Work task
Where does the word "TraderReport" appear in the data? Copy every line that holds it.

(Collected data)
──────
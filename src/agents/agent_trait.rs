// src/agents/agent_trait.rs

use super::agent_type::TraderType;
use super::report::TraderReport;
use crate::assignment::Assignment;
use crate::oms::OrderManagementSystem;
use crate::simulators::{BookUpdate, Exchange};
use crate::types::{AssignmentId, Direction, IdGenerator, Order, OrderId, Trade, TraderId};
use rand::rngs::StdRng;
use std::sync::Arc;
use tracing::{debug, warn};

/// Prices closer than this are treated as the same quote.
pub const PRICE_EPSILON: f64 = 1e-9;

/// Running totals over a trader's executions.
#[derive(Debug, Clone, Copy, Default)]
pub struct Ledger {
    /// Sale proceeds minus purchase cost.
    pub balance: f64,
    /// Surplus against the assignment limit prices.
    pub profit: f64,
    pub buys: u64,
    pub sells: u64,
    pub buy_volume: u64,
    pub sell_volume: u64,
}

/// State every trader carries: identity, its OMS, a trade history, and its
/// own random source.
pub struct TraderCore {
    pub id: TraderId,
    pub name: String,
    pub oms: OrderManagementSystem,
    pub history: Vec<Trade>,
    pub ledger: Ledger,
    pub ids: Arc<IdGenerator>,
    pub rng: StdRng,
}

impl TraderCore {
    pub fn new(id: TraderId, name: String, ids: Arc<IdGenerator>, rng: StdRng) -> Self {
        Self {
            id,
            name,
            oms: OrderManagementSystem::new(id),
            history: Vec::new(),
            ledger: Ledger::default(),
            ids,
            rng,
        }
    }

    /// Books the cash and surplus of an execution against its assignment.
    pub fn record_execution(&mut self, order: &Order, trade: &Trade) {
        let limit = self
            .oms
            .assignment(order.assignment())
            .map(Assignment::limit_price);
        let volume = trade.volume();
        match order.direction() {
            Direction::Buy => {
                self.ledger.balance -= trade.value();
                self.ledger.buys += 1;
                self.ledger.buy_volume += volume;
                if let Some(limit) = limit {
                    self.ledger.profit += (limit - trade.price()) * volume as f64;
                }
            }
            Direction::Sell => {
                self.ledger.balance += trade.value();
                self.ledger.sells += 1;
                self.ledger.sell_volume += volume;
                if let Some(limit) = limit {
                    self.ledger.profit += (trade.price() - limit) * volume as f64;
                }
            }
        }
        self.history.push(trade.clone());
    }

    /// Quotes the remaining volume of an assignment at `price`.
    ///
    /// Live orders at the same price that already cover the remaining volume
    /// are left alone; otherwise they are cancelled and one fresh order is
    /// posted.
    pub fn requote(
        &mut self,
        assignment_id: AssignmentId,
        price: f64,
        exchange: &mut Exchange,
        time: u64,
    ) -> Option<Order> {
        let Some(assignment) = self.oms.assignment_mut(assignment_id) else {
            warn!(trader = self.id, assignment = %assignment_id, "quote for unknown assignment");
            return None;
        };
        if assignment.is_completed() || assignment.remaining_volume() == 0 {
            return None;
        }
        let unchanged = assignment.unplaced_volume() == 0
            && assignment
                .live_orders()
                .iter()
                .all(|o| (o.price() - price).abs() < PRICE_EPSILON);
        if unchanged {
            return None;
        }

        assignment.cancel_orders(exchange);
        let order = match assignment.create_order(&self.ids, price, assignment.remaining_volume(), time) {
            Ok(order) => order,
            Err(e) => {
                warn!(trader = self.id, assignment = %assignment.id(), error = %e, "could not create order");
                return None;
            }
        };
        if !assignment.new_order(order.clone()) {
            return None;
        }
        let Some(book) = exchange.book_mut(order.commodity()) else {
            warn!(trader = self.id, commodity = %order.commodity(), "no book for commodity");
            assignment.delete_order(order.id());
            return None;
        };
        debug!(
            trader = self.id,
            order = %order.id(),
            direction = %order.direction(),
            price,
            volume = order.volume(),
            "posting order"
        );
        book.add_order(order.clone());
        Some(order)
    }
}

/// The contract every trading strategy implements.
///
/// Traders never call each other or the book's subscribers directly: book
/// activity is queued and the market routes it back through
/// `order_split`, `executed_order` and `order_book_updated`.
pub trait Trader {
    fn core(&self) -> &TraderCore;
    fn core_mut(&mut self) -> &mut TraderCore;
    fn trader_type(&self) -> TraderType;

    fn id(&self) -> TraderId {
        self.core().id
    }

    fn name(&self) -> &str {
        &self.core().name
    }

    fn oms(&self) -> &OrderManagementSystem {
        &self.core().oms
    }

    fn history(&self) -> &[Trade] {
        &self.core().history
    }

    fn add_assignment(&mut self, assignment: Assignment) -> bool {
        self.core_mut().oms.add(assignment)
    }

    /// Posts or refreshes the order for one assignment.
    fn generate_order(
        &mut self,
        assignment: AssignmentId,
        exchange: &mut Exchange,
        time: u64,
    ) -> Option<Order>;

    /// Per-tick entry point: tidy the OMS and quote every open assignment.
    fn trade(&mut self, exchange: &mut Exchange, time: u64) {
        self.core_mut().oms.perform_admin();
        for id in self.core().oms.open_ids() {
            self.generate_order(id, exchange, time);
        }
    }

    /// Passive reaction to a book-state change. Must not touch the book.
    fn order_book_updated(&mut self, update: &BookUpdate);

    /// Aggressively takes a favourable resting quote. Returns whether an
    /// order was sent.
    fn execute(&mut self, exchange: &mut Exchange, time: u64) -> bool;

    fn order_split(&mut self, original: OrderId, fragment: Order) -> bool {
        self.core_mut().oms.order_split(original, fragment)
    }

    /// One of this trader's orders took part in `trade`.
    fn executed_order(&mut self, order: &Order, trade: &Trade, exchange: &mut Exchange) -> bool {
        let core = self.core_mut();
        core.record_execution(order, trade);
        if !core.oms.order_executed(order, exchange) {
            return false;
        }
        self.perform_clearing(order, trade)
    }

    /// Transfers the underlying good after a trade.
    fn perform_clearing(&mut self, order: &Order, trade: &Trade) -> bool;

    fn end_time_step(&mut self, _exchange: &mut Exchange, _time: u64) {
        self.core_mut().oms.perform_admin();
    }

    fn report(&self) -> TraderReport {
        let core = self.core();
        let ledger = core.ledger;
        let traded = ledger.buy_volume + ledger.sell_volume;
        TraderReport {
            id: core.id,
            name: core.name.clone(),
            profit: ledger.profit,
            buys: ledger.buys,
            sells: ledger.sells,
            balance: ledger.balance,
            balance_per_volume: if traded > 0 {
                ledger.balance / traded as f64
            } else {
                0.0
            },
            buy_volume_assigned: core.oms.buy_volume_assigned(),
            sell_volume_assigned: core.oms.sell_volume_assigned(),
            ..TraderReport::default()
        }
    }
}
// src/agents/agent_type.rs

use super::agent_trait::Trader;
use super::instance_trader::InstanceTrader;
use super::test_trader::TestTrader;
use super::zip_trader::ZipTrader;
use crate::error::MarketError;
use crate::types::{IdGenerator, TraderId};
use rand::rngs::StdRng;
use serde::{Deserialize, Serialize};
use std::fmt;
use std::str::FromStr;
use std::sync::Arc;

#[derive(Debug, Clone, Copy, PartialEq, Eq, Hash, Serialize, Deserialize)]
#[serde(rename_all = "snake_case")]
pub enum TraderType {
    Zip,
    Instance,
    MarketMaker,
    Test,
}

impl TraderType {
    pub fn as_str(self) -> &'static str {
        match self {
            TraderType::Zip => "zip",
            TraderType::Instance => "instance",
            TraderType::MarketMaker => "market_maker",
            TraderType::Test => "test",
        }
    }

    /// Builds a boxed trader of this kind, named `<kind>-<id>`.
    pub fn create(self, id: TraderId, ids: Arc<IdGenerator>, rng: StdRng) -> Box<dyn Trader> {
        match self {
            TraderType::Zip => Box::new(ZipTrader::new(id, ids, rng)),
            TraderType::Instance => Box::new(InstanceTrader::new(id, ids, rng)),
            TraderType::MarketMaker => Box::new(InstanceTrader::market_maker(id, ids, rng)),
            TraderType::Test => Box::new(TestTrader::new(id, ids, rng)),
        }
    }
}

impl fmt::Display for TraderType {
    fn fmt(&self, f: &mut fmt::Formatter<'_>) -> fmt::Result {
        f.write_str(self.as_str())
    }
}

impl FromStr for TraderType {
    type Err = MarketError;

    fn from_str(s: &str) -> Result<Self, Self::Err> {
        match s.to_ascii_lowercase().replace('-', "_").as_str() {
            "zip" => Ok(TraderType::Zip),
            "instance" => Ok(TraderType::Instance),
            "market_maker" | "marketmaker" => Ok(TraderType::MarketMaker),
            "test" => Ok(TraderType::Test),
            _ => Err(MarketError::UnknownTraderType(s.to_string())),
        }
    }
}

#[cfg(test)]
mod tests {
    use super::*;
    use rand::SeedableRng;

    #[test]
    fn parses_names_and_rejects_unknown() {
        assert_eq!("zip".parse::<TraderType>().unwrap(), TraderType::Zip);
        assert_eq!("Market-Maker".parse::<TraderType>().unwrap(), TraderType::MarketMaker);
        assert!(matches!(
            "whale".parse::<TraderType>(),
            Err(MarketError::UnknownTraderType(name)) if name == "whale"
        ));
    }

    #[test]
    fn factory_builds_matching_kind() {
        let ids = Arc::new(IdGenerator::new());
        for kind in [TraderType::Zip, TraderType::Instance, TraderType::MarketMaker, TraderType::Test] {
            let trader = kind.create(4, ids.clone(), StdRng::seed_from_u64(1));
            assert_eq!(trader.trader_type(), kind);
            assert_eq!(trader.id(), 4);
            assert_eq!(trader.name(), format!("{}-4", kind));
        }
    }
}
// src/config.rs

//! Run configuration, loaded from JSON.

use crate::agents::agent_type::TraderType;
use crate::error::{MarketError, Result};
use serde::{Deserialize, Serialize};
use std::path::Path;

#[derive(Debug, Clone, Copy, PartialEq, Eq, Serialize, Deserialize)]
#[serde(rename_all = "snake_case")]
pub enum ServerMode {
    /// Buy and sell assignments with uniform limit prices.
    Mixed,
    /// Buy assignments only, limits drawn from a normal distribution.
    Demand,
}

/// How an `AssignmentServer` hands out work for one commodity.
#[derive(Debug, Clone, PartialEq, Serialize, Deserialize)]
#[serde(default)]
pub struct AssignmentServerConfig {
    pub commodity: String,
    pub mode: ServerMode,
    /// Chance that a trader receives an assignment on a given tick.
    pub probability: f64,
    pub buy_limit_min: f64,
    pub buy_limit_max: f64,
    pub sell_limit_min: f64,
    pub sell_limit_max: f64,
    pub demand_mean: f64,
    pub demand_std_dev: f64,
    pub max_volume: u64,
    /// Ticks from issue to deadline.
    pub deadline_horizon: u64,
}

impl Default for AssignmentServerConfig {
    fn default() -> Self {
        Self {
            commodity: "small".to_string(),
            mode: ServerMode::Mixed,
            probability: 0.1,
            buy_limit_min: 0.05,
            buy_limit_max: 0.15,
            sell_limit_min: 0.03,
            sell_limit_max: 0.12,
            demand_mean: 0.08,
            demand_std_dev: 0.02,
            max_volume: 3,
            deadline_horizon: 50,
        }
    }
}

impl AssignmentServerConfig {
    pub fn validate(&self) -> Result<()> {
        let invalid = |msg: String| Err(MarketError::InvalidConfig(msg));
        if !(0.0..=1.0).contains(&self.probability) {
            return invalid(format!("probability {} outside [0, 1]", self.probability));
        }
        for (name, lo, hi) in [
            ("buy limit", self.buy_limit_min, self.buy_limit_max),
            ("sell limit", self.sell_limit_min, self.sell_limit_max),
        ] {
            if !lo.is_finite() || !hi.is_finite() || lo <= 0.0 || lo > hi {
                return invalid(format!("{} range [{}, {}] is not a positive interval", name, lo, hi));
            }
        }
        if !self.demand_mean.is_finite() || self.demand_mean <= 0.0 {
            return invalid(format!("demand mean {} must be positive", self.demand_mean));
        }
        if !self.demand_std_dev.is_finite() || self.demand_std_dev < 0.0 {
            return invalid(format!("demand std dev {} must be non-negative", self.demand_std_dev));
        }
        if self.max_volume == 0 {
            return invalid("max volume must be at least 1".to_string());
        }
        Ok(())
    }
}

#[derive(Debug, Clone, PartialEq, Serialize, Deserialize)]
pub struct TraderSpec {
    pub kind: TraderType,
    pub count: usize,
}

#[derive(Debug, Clone, PartialEq, Serialize, Deserialize)]
#[serde(default)]
pub struct SimulationConfig {
    pub seed: u64,
    pub ticks: u64,
    /// Log a report every this many ticks; 0 disables.
    pub report_every: u64,
    pub commodities: Vec<String>,
    pub traders: Vec<TraderSpec>,
    pub servers: Vec<AssignmentServerConfig>,
}

impl Default for SimulationConfig {
    fn default() -> Self {
        Self {
            seed: 42,
            ticks: 200,
            report_every: 50,
            commodities: vec!["small".to_string()],
            traders: vec![
                TraderSpec {
                    kind: TraderType::Zip,
                    count: 10,
                },
                TraderSpec {
                    kind: TraderType::Test,
                    count: 2,
                },
            ],
            servers: vec![AssignmentServerConfig::default()],
        }
    }
}

impl SimulationConfig {
    pub fn from_json_str(json: &str) -> Result<Self> {
        let config: Self = serde_json::from_str(json)?;
        config.validate()?;
        Ok(config)
    }

    pub fn from_path<P: AsRef<Path>>(path: P) -> Result<Self> {
        let json = std::fs::read_to_string(path)?;
        Self::from_json_str(&json)
    }

    pub fn validate(&self) -> Result<()> {
        if self.commodities.is_empty() {
            return Err(MarketError::InvalidConfig("no commodities".to_string()));
        }
        if let Some(name) = self.commodities.iter().find(|c| c.trim().is_empty()) {
            return Err(MarketError::InvalidConfig(format!("blank commodity name {:?}", name)));
        }
        for server in &self.servers {
            if !self.commodities.contains(&server.commodity) {
                return Err(MarketError::InvalidConfig(format!(
                    "server for unknown commodity {}",
                    server.commodity
                )));
            }
            server.validate()?;
        }
        Ok(())
    }

    pub fn trader_count(&self) -> usize {
        self.traders.iter().map(|t| t.count).sum()
    }
}

#[cfg(test)]
mod tests {
    use super::*;

    #[test]
    fn default_is_valid() {
        let config = SimulationConfig::default();
        assert!(config.validate().is_ok());
        assert_eq!(config.trader_count(), 12);
    }

    #[test]
    fn parses_partial_json_with_defaults() {
        let config = SimulationConfig::from_json_str(
            r#"{
                "seed": 7,
                "traders": [{ "kind": "market_maker", "count": 1 }, { "kind": "instance", "count": 4 }],
                "servers": [{ "commodity": "small", "mode": "demand", "max_volume": 2 }]
            }"#,
        )
        .unwrap();
        assert_eq!(config.seed, 7);
        assert_eq!(config.ticks, 200);
        assert_eq!(config.traders[0].kind, TraderType::MarketMaker);
        assert_eq!(config.servers[0].mode, ServerMode::Demand);
        assert_eq!(config.servers[0].max_volume, 2);
        assert_eq!(config.servers[0].deadline_horizon, 50);
    }

    #[test]
    fn unknown_trader_kind_is_a_parse_error() {
        let err = SimulationConfig::from_json_str(r#"{ "traders": [{ "kind": "whale", "count": 1 }] }"#)
            .unwrap_err();
        assert!(matches!(err, MarketError::ConfigParse(_)));
    }

    #[test]
    fn rejects_bad_ranges() {
        let mut config = SimulationConfig::default();
        config.servers[0].buy_limit_min = 1.0;
        config.servers[0].buy_limit_max = 0.5;
        assert!(matches!(config.validate(), Err(MarketError::InvalidConfig(_))));

        let mut config = SimulationConfig::default();
        config.servers[0].commodity = "large".into();
        assert!(config.validate().is_err());

        let config = SimulationConfig {
            commodities: vec![],
            ..SimulationConfig::default()
        };
        assert!(config.validate().is_err());
    }
}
──────
Exercise answer
use super::report::TraderReport;
    fn report(&self) -> TraderReport {
        TraderReport {
            ..TraderReport::default()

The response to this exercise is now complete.